OBJECTIVE: To investigate the role of dietary calcium and vitamin D in the process of growth and development of children and adolescents, focusing in particular on the prevention and treatment of delayed growth caused by nutritional deficiency. SOURCES: Information was gathered from articles published in the last 2 decades, from searches on the databases SciELO, PubMed and Medline, technical books and publications of international organizations.

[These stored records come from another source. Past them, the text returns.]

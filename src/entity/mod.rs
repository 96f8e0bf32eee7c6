//! Schema-driven entities.
//!
//! A [`DynamicEntity`] carries a handful of native fields (identity, version,
//! audit stamps) as typed struct members and everything else as dynamic slots
//! materialized lazily from its schema. Property access goes through a single
//! dispatch on [`Slot`], so native and dynamic fields cannot drift apart.
//!
//! The schema handle is shared with the request that produced it; any
//! mutation (an undeclared set, a per-entity override) clones it first, so an
//! entity can reshape its own schema without affecting anything else.

use std::collections::BTreeMap;
use std::sync::Arc;

use chrono::{DateTime, Utc};
use serde_json::{json, Value};

use crate::error::{MetakindError, MetakindResult};
use crate::metadata::registry::KindRegistry;
use crate::metadata::types::{FieldMetadata, JsonMap, PropertyType, Schema};
use crate::storage::{StoredEntity, AUTO_FIELDS};

/// Fields stored natively on the struct rather than in the slot map.
pub const NATIVE_FIELDS: [&str; 8] = [
    "kind",
    "key_name",
    "key_version",
    "sort_order",
    "created_on",
    "created_by",
    "updated_on",
    "updated_by",
];

#[derive(Debug, Clone, Copy, PartialEq, Eq)]
pub enum NativeField {
    Kind,
    KeyName,
    KeyVersion,
    SortOrder,
    CreatedOn,
    CreatedBy,
    UpdatedOn,
    UpdatedBy,
}

fn native_field(name: &str) -> Option<NativeField> {
    match name {
        "kind" => Some(NativeField::Kind),
        "key_name" => Some(NativeField::KeyName),
        "key_version" => Some(NativeField::KeyVersion),
        "sort_order" => Some(NativeField::SortOrder),
        "created_on" => Some(NativeField::CreatedOn),
        "created_by" => Some(NativeField::CreatedBy),
        "updated_on" => Some(NativeField::UpdatedOn),
        "updated_by" => Some(NativeField::UpdatedBy),
        _ => None,
    }
}

/// A materialized dynamic property.
#[derive(Debug, Clone, PartialEq)]
pub struct DynamicSlot {
    pub property_type: PropertyType,
    pub repeated: bool,
    /// `None` means declared but unset; `Some(Value::Null)` is an explicit
    /// null assignment.
    pub value: Option<Value>,
}

/// Resolution of a property name against an entity.
#[derive(Debug, Clone, PartialEq)]
pub enum Slot {
    Native(NativeField),
    Dynamic(DynamicSlot),
}

pub struct DynamicEntity {
    kind: String,
    pub key_name: Option<String>,
    pub key_version: Option<i64>,
    pub sort_order: Option<i64>,
    pub created_on: Option<DateTime<Utc>>,
    pub created_by: Option<String>,
    pub updated_on: Option<DateTime<Utc>>,
    pub updated_by: Option<String>,
    schema: Arc<Schema>,
    registry: Arc<KindRegistry>,
    slots: BTreeMap<String, DynamicSlot>,
}

impl DynamicEntity {
    pub fn new(schema: Arc<Schema>, registry: Arc<KindRegistry>) -> Self {
        Self {
            kind: schema.kind.clone(),
            key_name: None,
            key_version: None,
            sort_order: None,
            created_on: None,
            created_by: None,
            updated_on: None,
            updated_by: None,
            schema,
            registry,
            slots: BTreeMap::new(),
        }
    }

    /// Rehydrates an entity from its stored form. Stored properties the
    /// schema does not declare come back as generic slots, so old data stays
    /// readable after a schema narrows.
    pub fn from_stored(
        stored: &StoredEntity,
        schema: Arc<Schema>,
        registry: Arc<KindRegistry>,
    ) -> Self {
        let mut entity = Self::new(schema, registry);
        entity.key_name = Some(stored.key_name.clone());
        entity.key_version = Some(stored.key_version);
        entity.sort_order = stored.sort_order;
        entity.created_on = stored.created_on;
        entity.created_by = stored.created_by.clone();
        entity.updated_on = stored.updated_on;
        entity.updated_by = stored.updated_by.clone();
        for (name, value) in &stored.properties {
            if native_field(name).is_some() {
                continue;
            }
            let (property_type, repeated) = match entity.schema.field(name) {
                Some(field) => (field.property_type, field.repeated),
                None => (infer_property_type(value), value.is_array()),
            };
            entity.slots.insert(
                name.clone(),
                DynamicSlot {
                    property_type,
                    repeated,
                    value: Some(value.clone()),
                },
            );
        }
        entity
    }

    pub fn kind(&self) -> &str {
        &self.kind
    }

    pub fn schema(&self) -> &Arc<Schema> {
        &self.schema
    }

    /// Resolves a property name without materializing anything.
    pub fn slot(&self, name: &str) -> Option<Slot> {
        if let Some(native) = native_field(name) {
            return Some(Slot::Native(native));
        }
        if let Some(slot) = self.slots.get(name) {
            return Some(Slot::Dynamic(slot.clone()));
        }
        self.schema.field(name).map(|field| {
            Slot::Dynamic(DynamicSlot {
                property_type: field.property_type,
                repeated: field.repeated,
                value: None,
            })
        })
    }

    fn materialize(&mut self, name: &str) -> Option<&mut DynamicSlot> {
        if !self.slots.contains_key(name) {
            let field = self.schema.field(name)?;
            let slot = DynamicSlot {
                property_type: field.property_type,
                repeated: field.repeated,
                value: None,
            };
            self.slots.insert(name.to_string(), slot);
        }
        self.slots.get_mut(name)
    }

    /// Reads a property. Declared-but-unset properties read as null;
    /// undeclared names error.
    pub fn get(&mut self, name: &str) -> MetakindResult<Value> {
        if let Some(native) = native_field(name) {
            return Ok(self.native_value(native));
        }
        match self.materialize(name) {
            Some(slot) => Ok(slot.value.clone().unwrap_or(Value::Null)),
            None => Err(MetakindError::UnknownProperty(format!(
                "{}.{}",
                self.kind, name
            ))),
        }
    }

    fn native_value(&self, native: NativeField) -> Value {
        match native {
            NativeField::Kind => json!(self.kind),
            NativeField::KeyName => json!(self.key_name),
            NativeField::KeyVersion => json!(self.key_version),
            NativeField::SortOrder => json!(self.sort_order),
            NativeField::CreatedOn => json!(self.created_on),
            NativeField::CreatedBy => json!(self.created_by),
            NativeField::UpdatedOn => json!(self.updated_on),
            NativeField::UpdatedBy => json!(self.updated_by),
        }
    }

    fn set_native(&mut self, native: NativeField, value: Value) -> MetakindResult<()> {
        fn bad(name: &str, value: &Value) -> MetakindError {
            MetakindError::Conversion(format!("Cannot assign {value} to {name}"))
        }
        match native {
            NativeField::Kind => {
                return Err(MetakindError::Validation(
                    "kind cannot be reassigned".to_string(),
                ))
            }
            NativeField::KeyName => {
                self.key_name = match value {
                    Value::Null => None,
                    Value::String(s) => Some(s),
                    other => return Err(bad("key_name", &other)),
                }
            }
            NativeField::KeyVersion => {
                self.key_version = match value {
                    Value::Null => None,
                    other => Some(other.as_i64().ok_or_else(|| bad("key_version", &other))?),
                }
            }
            NativeField::SortOrder => {
                self.sort_order = match value {
                    Value::Null => None,
                    other => Some(other.as_i64().ok_or_else(|| bad("sort_order", &other))?),
                }
            }
            NativeField::CreatedOn => {
                self.created_on = parse_timestamp(&value).map_err(|v| bad("created_on", &v))?
            }
            NativeField::CreatedBy => {
                self.created_by = match value {
                    Value::Null => None,
                    Value::String(s) => Some(s),
                    other => return Err(bad("created_by", &other)),
                }
            }
            NativeField::UpdatedOn => {
                self.updated_on = parse_timestamp(&value).map_err(|v| bad("updated_on", &v))?
            }
            NativeField::UpdatedBy => {
                self.updated_by = match value {
                    Value::Null => None,
                    Value::String(s) => Some(s),
                    other => return Err(bad("updated_by", &other)),
                }
            }
        }
        Ok(())
    }

    /// Writes a property. Assigning an undeclared name (or a value whose
    /// shape disagrees with the declaration) extends this entity's private
    /// copy of the schema first.
    pub fn set(&mut self, name: &str, value: Value) -> MetakindResult<()> {
        if let Some(native) = native_field(name) {
            return self.set_native(native, value);
        }

        let repeated = value.is_array();
        let declaration = self.schema.field(name).cloned();
        let needs_declaration = match &declaration {
            Some(field) => field.repeated != repeated && !value.is_null(),
            None => true,
        };
        if needs_declaration {
            let inferred_type = declaration
                .as_ref()
                .map(|f| f.property_type)
                .filter(|_| value.is_null())
                .unwrap_or_else(|| infer_property_type(&value));
            let schema = Arc::make_mut(&mut self.schema);
            match schema.field_mut(name) {
                Some(field) => {
                    field.repeated = repeated;
                    if field.property_type == PropertyType::Generic {
                        field.property_type = inferred_type;
                    }
                }
                None => {
                    let mut field = FieldMetadata::new(name, inferred_type);
                    field.repeated = repeated;
                    schema.fields.push(field);
                    schema.sort_fields();
                }
            }
        }

        let field = self
            .schema
            .field(name)
            .cloned()
            .unwrap_or_else(|| FieldMetadata::generic(name));
        self.slots.insert(
            name.to_string(),
            DynamicSlot {
                property_type: field.property_type,
                repeated: field.repeated,
                value: Some(value),
            },
        );
        Ok(())
    }

    /// Removes a materialized property from this entity and its private
    /// schema copy. Native fields and fields the compiled model declares
    /// cannot be removed.
    pub fn delete(&mut self, name: &str) -> MetakindResult<()> {
        if native_field(name).is_some() {
            return Err(MetakindError::Validation(format!(
                "{name} is a reserved field and cannot be deleted"
            )));
        }
        if self.slots.get(name).is_none() {
            if self.schema.field(name).is_some() {
                return Err(MetakindError::Validation(format!(
                    "{name} is not a materialized property"
                )));
            }
            return Err(MetakindError::UnknownProperty(format!(
                "{}.{}",
                self.kind, name
            )));
        }
        if self
            .registry
            .model_field_names(&self.kind)
            .iter()
            .any(|f| f == name)
        {
            return Err(MetakindError::Structural(format!(
                "{name} is declared by the {} model and cannot be removed",
                self.kind
            )));
        }
        self.slots.remove(name);
        let schema = Arc::make_mut(&mut self.schema);
        schema.fields.retain(|f| f.name != name);
        Ok(())
    }

    /// Merges schema option overrides into this entity's private schema copy.
    pub fn merge_schema(&mut self, options: &JsonMap) {
        let schema = Arc::make_mut(&mut self.schema);
        schema.apply_options(options);
        schema.sort_fields();
    }

    /// Snapshot of every property as a JSON map. Declared fields are forced
    /// to materialize, so unset ones appear explicitly as null.
    pub fn to_value(&mut self) -> JsonMap {
        let declared: Vec<String> = self.schema.field_names();
        for name in declared {
            if native_field(&name).is_none() {
                self.materialize(&name);
            }
        }

        let mut map = JsonMap::new();
        map.insert("kind".to_string(), json!(self.kind));
        if let Some(key_name) = &self.key_name {
            map.insert("key_name".to_string(), json!(key_name));
        }
        if let Some(key_version) = self.key_version {
            map.insert("key_version".to_string(), json!(key_version));
        }
        if let Some(sort_order) = self.sort_order {
            map.insert("sort_order".to_string(), json!(sort_order));
        }
        if let Some(created_on) = self.created_on {
            map.insert("created_on".to_string(), json!(created_on));
        }
        if let Some(created_by) = &self.created_by {
            map.insert("created_by".to_string(), json!(created_by));
        }
        if let Some(updated_on) = self.updated_on {
            map.insert("updated_on".to_string(), json!(updated_on));
        }
        if let Some(updated_by) = &self.updated_by {
            map.insert("updated_by".to_string(), json!(updated_by));
        }
        for (name, slot) in &self.slots {
            map.insert(name.clone(), slot.value.clone().unwrap_or(Value::Null));
        }
        map
    }

    /// Clears the audit fields; the engine reassigns them on write.
    pub fn clear_audit_fields(&mut self) {
        self.created_on = None;
        self.created_by = None;
        self.updated_on = None;
        self.updated_by = None;
        for field in AUTO_FIELDS {
            self.slots.remove(field);
        }
    }

    /// Stored form of this entity. Materialized values (including explicit
    /// nulls) persist; unset declared fields do not.
    pub fn to_stored(&self) -> StoredEntity {
        let mut properties = JsonMap::new();
        for (name, slot) in &self.slots {
            if AUTO_FIELDS.contains(&name.as_str()) {
                continue;
            }
            if let Some(value) = &slot.value {
                properties.insert(name.clone(), value.clone());
            }
        }
        StoredEntity {
            kind: self.kind.clone(),
            key_name: self.key_name.clone().unwrap_or_default(),
            key_version: self.key_version.unwrap_or(1),
            sort_order: self.sort_order,
            created_on: self.created_on,
            created_by: self.created_by.clone(),
            updated_on: self.updated_on,
            updated_by: self.updated_by.clone(),
            properties,
        }
    }
}

fn infer_property_type(value: &Value) -> PropertyType {
    let element = match value {
        Value::Array(items) => items.first().unwrap_or(&Value::Null),
        other => other,
    };
    if element.is_object() {
        PropertyType::Struct
    } else {
        PropertyType::Generic
    }
}

fn parse_timestamp(value: &Value) -> Result<Option<DateTime<Utc>>, Value> {
    match value {
        Value::Null => Ok(None),
        Value::String(s) => s
            .parse::<DateTime<Utc>>()
            .map(Some)
            .map_err(|_| value.clone()),
        other => Err(other.clone()),
    }
}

SUMMARY OF THE FINDINGS: Growth is influenced by intrinsic (genetic and metabolic) and extrinsic factors (environmental factors such as diet, health, hygiene, housing and access to health services). Among the nutritional factors are vitamin and oligoelement deficiencies which may be associated with malnutrition or caused by insufficient absorption. Since calcium is one of the main mineral components of bone tissue, it is essential for adequate bone formation and, considering that vitamin D plays an important role in calcium metabolism, a diet with insufficient quantities of these nutrients can impact on the formation of the skeleton and on the process of growth and development. CONCLUSIONS: In children and adolescents, low intake or low absorption of calcium and vitamin D may limit their statural growth, and it is necessary to supply sufficient quantities of both during the critical growth phases.